Me: “Uh… I guess I could look it up for you on my phone, but it’ll take a few minutes.” (I’m wondering why they can’t look up one of their own stores.)
Manager: “Do you know the store number?”
Me: <laughs> “No, I have no clue what the store number is, but I suppose I could look that up as well.”
Manager: “Well, can you cancel the order and re-order it through your local store?”
Me: “No, this was from my baby registry. My grandmother in Michigan ordered it.”
Manager: “Oh, well, then, can your grandmother come and pick it up?”
Me: “Um, no, that would involve a 2,500 mile flight because, like I said, she’s in Michigan.”
Manager: “Well, do you have any other family members in the area who could pick it up for you?”
Me: “No, we are military… my grandmother is the closest family member.”

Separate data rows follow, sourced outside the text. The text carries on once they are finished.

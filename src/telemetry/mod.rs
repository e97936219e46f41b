//! Telemetry and logging infrastructure
//!
//! Structured logging with tracing, pipeline counters, and the single hook
//! every caught collaborator failure is routed through.

pub mod logging;
pub mod metrics;

pub use logging::{init_logging, LogConfig};
pub use metrics::{ChannelStats, FailureSource, MetricsSnapshot, PipelineMetrics};

/// Record a caught failure. The caller degrades and carries on.
pub fn report_failure(metrics: &PipelineMetrics, source: FailureSource, error: &dyn std::fmt::Display) {
    metrics.record_failure(source);
    tracing::warn!(target: "cheese_vision::failure", %source, %error, "Collaborator call failed; continuing");
}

Manager: “Well, I really can’t help you without your local store’s phone number.”
Me: “Hang on, I’m still trying to get it from your website, but I’m on my phone and it takes a bit.”
Manager: “Oh, ok, I’ll wait until you look it up.”

I finally got the website to load and gave her the phone number to the store. She said she’d call and check to see if a store-to-store transfer could be done. Hopefully it can be.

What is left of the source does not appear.